Setiap tipe pengasuhan pasti memiliki resiko masing-masing. Tipe otoriter memang memudahkan orang tua, karena tidak perlu bersusah payah untuk bertanggung jawab dengan anak. Anak yang dibesarkan dengan pola asuh seperti ini mungkin memang tidak memiliki masalah dengan pelajaran dan juga bebas

dari masalah kenakalan remaja, akan tetapi remaja cenderung tumbuh menjadi pribadi yang kurang memiliki kepercayaan diri, kurang kreatif, kurang dapat bergaul dengan lingkungan sosialnya, ketergantungan kepada orang lain, serta memiliki depresi yang lebih tinggi.
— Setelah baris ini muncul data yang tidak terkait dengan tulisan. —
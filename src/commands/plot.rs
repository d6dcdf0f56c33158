//! # plot 命令实现
//!
//! 对每个选定的能量列加载一张 (k 线 × 采样点) 曲面，可选镜像填充，
//! 堆叠为 (能带, kx, ky) 后绘制三维曲面图。
//!
//! ## 依赖关系
//! - 使用 `cli/plot.rs` 定义的参数
//! - 复用 `commands/bands.rs` 的文件收集与加载
//! - 使用 `bandana::padding`, `bandana::plot`

use crate::cli::bands::FrontierState;
use crate::cli::plot::PlotArgs;
use crate::commands::bands;
use crate::utils::output;
use bandana::error::{BandanaError, Result};
use bandana::padding::{sympad, PadMode, PadWidth, ReflectType};
use bandana::plot::{bandplot3d, BandPlotConfig, PlotFormat};

use ndarray::{stack, Array2, ArrayView2, Axis};

/// 执行 plot 命令
pub fn execute(args: PlotArgs) -> Result<()> {
    output::print_header("3D Band Structure");

    let columns = match &args.homo_lumo {
        Some(listing) => vec![
            bands::frontier_column(listing, FrontierState::Homo)?,
            bands::frontier_column(listing, FrontierState::Lumo)?,
        ],
        None => args.columns.clone(),
    };

    let config = plot_config(&args)?;
    let band_files = bands::collect(&args.source)?;

    let mut surfaces: Vec<Array2<f64>> = Vec::with_capacity(columns.len());
    for &column in &columns {
        let surface = bands::load_column(&band_files, column, args.source.limit)?;
        let surface = if args.pad > 0 {
            sympad(
                surface.view(),
                PadWidth::uniform(args.pad),
                PadMode::Reflect,
                ReflectType::Even,
            )?
        } else {
            surface
        };
        surfaces.push(surface);
    }

    let views: Vec<ArrayView2<f64>> = surfaces.iter().map(|s| s.view()).collect();
    let stacked = stack(Axis(0), &views).map_err(|e| BandanaError::ShapeMismatch(e.to_string()))?;
    let (n_bands, nx, ny) = stacked.dim();
    output::print_info(&format!(
        "Plotting {} surfaces on a {} x {} grid",
        n_bands, nx, ny
    ));

    let selector: Vec<usize> = (0..n_bands).collect();
    bandplot3d(stacked.view().into_dyn(), &selector, &config, &args.output)?;

    output::print_written("Plot", &args.output.display().to_string());
    Ok(())
}

/// 由命令行参数构造图表配置
fn plot_config(args: &PlotArgs) -> Result<BandPlotConfig> {
    let aspect: [f64; 3] = args.aspect.as_slice().try_into().map_err(|_| {
        BandanaError::InvalidArgument(format!(
            "--aspect needs 3 values, got {}",
            args.aspect.len()
        ))
    })?;

    Ok(BandPlotConfig {
        title: args.title.clone(),
        width: args.width,
        height: args.height,
        label_size: args.label_size,
        aspect,
        format: PlotFormat::from_path(&args.output),
        ..BandPlotConfig::default()
    })
}
//! # 能带能量文件加载
//!
//! 读取 `bandXXXX.out` 等空白分隔的数值表，从每个文件中取出一列能量，
//! 按文件顺序堆叠为二维矩阵，并由 eV 换算为 Hartree。
//!
//! ## 依赖关系
//! - 被 `parsers/mod.rs` 和 `commands/{bands,plot}.rs` 使用
//! - 使用 `ndarray` 存储数值表

use crate::error::{BandanaError, Result};
use ndarray::{Array2, ArrayView1};
use std::fs;
use std::path::{Path, PathBuf};

/// 1 Hartree 对应的 eV 数（原子单位换算常数）
pub const HARTREE_TO_EV: f64 = 27.2113845;

/// 解析空白分隔的数值表；`#` 之后的内容视为注释，空行跳过
pub fn parse_table_content(content: &str, name: &str) -> Result<Array2<f64>> {
    let mut values: Vec<f64> = Vec::new();
    let mut n_cols: Option<usize> = None;
    let mut n_rows = 0;

    for (i, line) in content.lines().enumerate() {
        let line = line.split('#').next().unwrap_or_default().trim();
        if line.is_empty() {
            continue;
        }

        let row: Vec<f64> = line
            .split_whitespace()
            .map(|field| {
                field.parse::<f64>().map_err(|_| {
                    BandanaError::malformed(name, i + 1, format!("invalid number '{}'", field))
                })
            })
            .collect::<Result<_>>()?;

        match n_cols {
            None => n_cols = Some(row.len()),
            Some(n) if n != row.len() => {
                return Err(BandanaError::malformed(
                    name,
                    i + 1,
                    format!("expected {} columns, found {}", n, row.len()),
                ));
            }
            _ => {}
        }

        values.extend(row);
        n_rows += 1;
    }

    Array2::from_shape_vec((n_rows, n_cols.unwrap_or(0)), values)
        .map_err(|e| BandanaError::ShapeMismatch(format!("{}: {}", name, e)))
}

/// 读取数值表文件
pub fn load_table(path: &Path) -> Result<Array2<f64>> {
    let content = fs::read_to_string(path).map_err(|e| BandanaError::from_read(path, e))?;
    parse_table_content(&content, &path.display().to_string())
}

/// 从每个表中取第 `column` 列的前 `limit` 行，换算为 Hartree 并按行堆叠。
///
/// `tables` 中的名称仅用于错误信息。
pub fn stack_band_columns(
    tables: &[(String, Array2<f64>)],
    column: usize,
    limit: Option<usize>,
) -> Result<Array2<f64>> {
    if tables.is_empty() {
        return Err(BandanaError::InvalidArgument(
            "no band files to stack".to_string(),
        ));
    }

    let mut n_points: Option<usize> = None;
    let mut values: Vec<f64> = Vec::new();

    for (name, table) in tables {
        let (rows, cols) = table.dim();
        if column >= cols {
            return Err(BandanaError::ShapeMismatch(format!(
                "{}: column {} requested but table has {} columns",
                name, column, cols
            )));
        }

        let end = match limit {
            Some(limit) if limit > rows => {
                return Err(BandanaError::ShapeMismatch(format!(
                    "{}: {} rows requested but table has {}",
                    name, limit, rows
                )));
            }
            Some(limit) => limit,
            None => rows,
        };

        match n_points {
            None => n_points = Some(end),
            Some(n) if n != end => {
                return Err(BandanaError::ShapeMismatch(format!(
                    "{}: {} rows, previous files have {}",
                    name, end, n
                )));
            }
            _ => {}
        }

        let energies: ArrayView1<f64> = table.column(column);
        values.extend(energies.iter().take(end).map(|e| e / HARTREE_TO_EV));
    }

    Array2::from_shape_vec((tables.len(), n_points.unwrap_or(0)), values)
        .map_err(|e| BandanaError::ShapeMismatch(e.to_string()))
}

/// 加载能带文件并堆叠为 (文件数 × 采样点数) 的能量矩阵 (Hartree)
pub fn load_band_energies(
    files: &[PathBuf],
    column: usize,
    limit: Option<usize>,
) -> Result<Array2<f64>> {
    load_band_energies_with_progress(files, column, limit, |_| {})
}

/// 同 [`load_band_energies`]，每读完一个文件调用一次 `on_file`
pub fn load_band_energies_with_progress<F>(
    files: &[PathBuf],
    column: usize,
    limit: Option<usize>,
    mut on_file: F,
) -> Result<Array2<f64>>
where
    F: FnMut(&Path),
{
    let mut tables = Vec::with_capacity(files.len());
    for path in files {
        tables.push((path.display().to_string(), load_table(path)?));
        on_file(path);
    }

    stack_band_columns(&tables, column, limit)
}

#[cfg(test)]
mod tests {
    use super::*;

    fn table(name: &str, content: &str) -> (String, Array2<f64>) {
        (name.to_string(), parse_table_content(content, name).unwrap())
    }

    #[test]
    fn test_parse_table() {
        let t = parse_table_content("# k  E\n1 0.1 -2.0\n\n2 0.2 -1.5\n", "band").unwrap();
        assert_eq!(t.dim(), (2, 3));
        assert!((t[[1, 2]] + 1.5).abs() < 1e-12);
    }

    #[test]
    fn test_parse_table_inline_comment() {
        let t = parse_table_content("1 2 3 # k-point\n4 5 6#\n   # note\n", "band").unwrap();
        assert_eq!(t.dim(), (2, 3));
        assert_eq!(t[[0, 2]], 3.0);
        assert_eq!(t[[1, 0]], 4.0);
    }

    #[test]
    fn test_parse_table_ragged() {
        let err = parse_table_content("1 2 3\n4 5\n", "band").unwrap_err();
        assert!(matches!(err, BandanaError::MalformedRecord { line: 2, .. }));
    }

    #[test]
    fn test_parse_table_bad_number() {
        let err = parse_table_content("1 2 x\n", "band").unwrap_err();
        assert!(matches!(err, BandanaError::MalformedRecord { line: 1, .. }));
    }

    #[test]
    fn test_stack_two_single_column_files() {
        let tables = vec![table("a", "1.0\n2.0\n3.0\n"), table("b", "4.0\n5.0\n6.0\n")];
        let band = stack_band_columns(&tables, 0, None).unwrap();

        assert_eq!(band.dim(), (2, 3));
        for (i, expected) in [1.0, 2.0, 3.0, 4.0, 5.0, 6.0].iter().enumerate() {
            let got = band[[i / 3, i % 3]];
            assert!((got - expected / HARTREE_TO_EV).abs() < 1e-15);
        }
    }

    #[test]
    fn test_stack_with_limit() {
        let tables = vec![
            table("a", "0 1.0\n0 2.0\n0 3.0\n"),
            table("b", "0 4.0\n0 5.0\n0 6.0\n0 7.0\n"),
        ];
        let band = stack_band_columns(&tables, 1, Some(2)).unwrap();
        assert_eq!(band.dim(), (2, 2));
        assert!((band[[1, 1]] * HARTREE_TO_EV - 5.0).abs() < 1e-12);
    }

    #[test]
    fn test_stack_limit_exceeds_rows() {
        let tables = vec![table("a", "1.0\n2.0\n")];
        let err = stack_band_columns(&tables, 0, Some(5)).unwrap_err();
        assert!(matches!(err, BandanaError::ShapeMismatch(_)));
    }

    #[test]
    fn test_stack_differing_lengths() {
        let tables = vec![table("a", "1.0\n2.0\n"), table("b", "1.0\n2.0\n3.0\n")];
        let err = stack_band_columns(&tables, 0, None).unwrap_err();
        assert!(matches!(err, BandanaError::ShapeMismatch(_)));
    }

    #[test]
    fn test_stack_missing_column() {
        let tables = vec![table("a", "1.0 2.0\n")];
        let err = stack_band_columns(&tables, 2, None).unwrap_err();
        assert!(matches!(err, BandanaError::ShapeMismatch(_)));
    }

    #[test]
    fn test_stack_empty_input() {
        assert!(stack_band_columns(&[], 0, None).is_err());
    }

    #[test]
    fn test_load_band_energies_from_files() {
        let dir = std::env::temp_dir().join(format!("bandana-bands-{}", std::process::id()));
        fs::create_dir_all(&dir).unwrap();
        let a = dir.join("band1001.out");
        let b = dir.join("band1002.out");
        fs::write(&a, "1 0.0 0.0 0.0 2.0 -5.0\n2 0.1 0.0 0.0 2.0 -4.0\n").unwrap();
        fs::write(&b, "1 0.0 0.1 0.0 2.0 -3.0\n2 0.1 0.1 0.0 2.0 -2.0\n").unwrap();

        let mut seen = 0;
        let band =
            load_band_energies_with_progress(&[a.clone(), b.clone()], 5, None, |_| seen += 1)
                .unwrap();
        assert_eq!(seen, 2);
        assert_eq!(band.dim(), (2, 2));
        assert!((band[[0, 0]] * HARTREE_TO_EV + 5.0).abs() < 1e-12);
        assert!((band[[1, 1]] * HARTREE_TO_EV + 2.0).abs() < 1e-12);

        let missing = dir.join("band9999.out");
        let err = load_band_energies(&[a, missing], 5, None).unwrap_err();
        assert!(matches!(err, BandanaError::FileNotFound { .. }));

        fs::remove_dir_all(&dir).ok();
    }
}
Sementara pola asuh permisif membuat anak merasa boleh berbuat sekehendak hatinya. Anak memang akan memiliki rasa percaya yang lebih besar, kemampuan sosial baik, dan tingkat depresi lebih rendah, tetapi juga akan lebih mungkin terlibat dalam kenakalan remaja dan memiliki prestasi yang rendah di sekolah. Anak tidak mengetahui norma-norma sosial yang harus dipatuhinya. Walaupun demikian, pola asuh permisif bukanlah pola asuh yang buruk untuk diterapkan dalam mengasuh remaja karena perkembangan sosialisasi remaja yang baik dipengaruhi oleh berbagai faktor, bukan hanya faktor penerapan pola asuh orang tua.
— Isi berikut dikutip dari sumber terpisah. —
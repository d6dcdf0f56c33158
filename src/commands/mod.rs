//! # 命令执行模块
//!
//! 实现各子命令的业务逻辑。
//!
//! ## 依赖关系
//! - 被 `main.rs` 调用
//! - 使用 `cli/`, `bandana` 库 (parsers, padding, plot, export), `utils/`
//! - 子模块: geometry, homo_lumo, bands, pad, plot

pub mod bands;
pub mod geometry;
pub mod homo_lumo;
pub mod pad;
pub mod plot;

use crate::cli::Commands;
use bandana::error::Result;

/// 执行命令
pub fn run(cmd: Commands) -> Result<()> {
    match cmd {
        Commands::Geometry(args) => geometry::execute(args),
        Commands::HomoLumo(args) => homo_lumo::execute(args),
        Commands::Bands(args) => bands::execute(args),
        Commands::Pad(args) => pad::execute(args),
        Commands::Plot(args) => plot::execute(args),
    }
}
Anak membutuhkan dukungan dan perhatian dari keluarga dalam menciptakan karyanya sehingga pola asuh yang dianggap lebih cocok untuk membantu anak mengembangkan kreativitasnya adalah demokratis. Orang tua memberi kontrol terhadap anaknya dalam batas-batas tertentu dengan tetap menunjukkan dukungan, cinta dan kehangatan kepada anaknya. Melalui pola asuh ini anak juga dapat merasa bebas mengungkapkan kesulitannya, kegelisahannya kepada orang tua karena ia tahu, orang tua akan membantunya mencari jalan keluar tanpa berusaha mendiktenya. Walaupun demikian, penerapan pola asuh demokratis tidak menjamin akan terciptanya perkembangan sosialisasi yang baik

pada masa remaja karena perkembangan sosialisasi dipengaruhi oleh berbagai faktor lain selain pola asuh orang tua.
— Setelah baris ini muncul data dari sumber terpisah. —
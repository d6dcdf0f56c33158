//! # 数据导出
//!
//! 导出能量矩阵、原子记录与文本结构文件。
//!
//! ## 支持格式
//! - 矩阵: `.csv` 逗号分隔，其他扩展名空格分隔（可被 `parsers::bands::load_table` 读回）
//! - 原子记录: CSV (species, x, y, z, system)
//!
//! ## 依赖关系
//! - 被 `commands/{geometry,bands,pad}.rs` 调用
//! - 使用 `csv` 库写入

use crate::error::{BandanaError, Result};
use crate::models::{CoordinateSystem, Geometry};

use ndarray::Array2;
use serde::Serialize;
use std::fs;
use std::path::Path;

/// 按扩展名选择分隔符
fn delimiter_for(path: &Path) -> u8 {
    match path
        .extension()
        .and_then(|e| e.to_str())
        .map(|s| s.to_lowercase())
        .as_deref()
    {
        Some("csv") => b',',
        _ => b' ',
    }
}

/// 写出二维矩阵，每行一条记录
pub fn write_matrix(matrix: &Array2<f64>, output_path: &Path) -> Result<()> {
    let mut wtr = csv::WriterBuilder::new()
        .delimiter(delimiter_for(output_path))
        .has_headers(false)
        .from_path(output_path)?;

    for row in matrix.rows() {
        wtr.write_record(row.iter().map(|v| format!("{:.10e}", v)))?;
    }

    wtr.flush().map_err(|e| BandanaError::FileWriteError {
        path: output_path.display().to_string(),
        source: e,
    })?;

    Ok(())
}

#[derive(Serialize)]
struct AtomRow<'a> {
    species: &'a str,
    x: f64,
    y: f64,
    z: f64,
    system: CoordinateSystem,
}

/// 导出原子记录为 CSV
pub fn write_atoms_csv(geometry: &Geometry, output_path: &Path) -> Result<()> {
    let mut wtr = csv::Writer::from_path(output_path)?;

    for atom in &geometry.atoms {
        wtr.serialize(AtomRow {
            species: &atom.species,
            x: atom.position[0],
            y: atom.position[1],
            z: atom.position[2],
            system: atom.system,
        })?;
    }

    wtr.flush().map_err(|e| BandanaError::FileWriteError {
        path: output_path.display().to_string(),
        source: e,
    })?;

    Ok(())
}

/// 写出文本文件
pub fn write_text(content: &str, output_path: &Path) -> Result<()> {
    fs::write(output_path, content).map_err(|e| BandanaError::FileWriteError {
        path: output_path.display().to_string(),
        source: e,
    })
}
Hubungan variabel-variabel dalam penelitian ini memberikan informasi kepada kita bahwa ketiga pola asuh (otoriter, demokratis, permisif) memiliki nilai hubungan yang berbeda-beda terhadap perkembangan sosialisasi remaja. Selain tipe pola asuh yang diterapkan orang tua dalam mendidik anaknya, tentu masih banyak lagi faktor yang mempengaruhi perkembangan sosialisai pada masa remaja.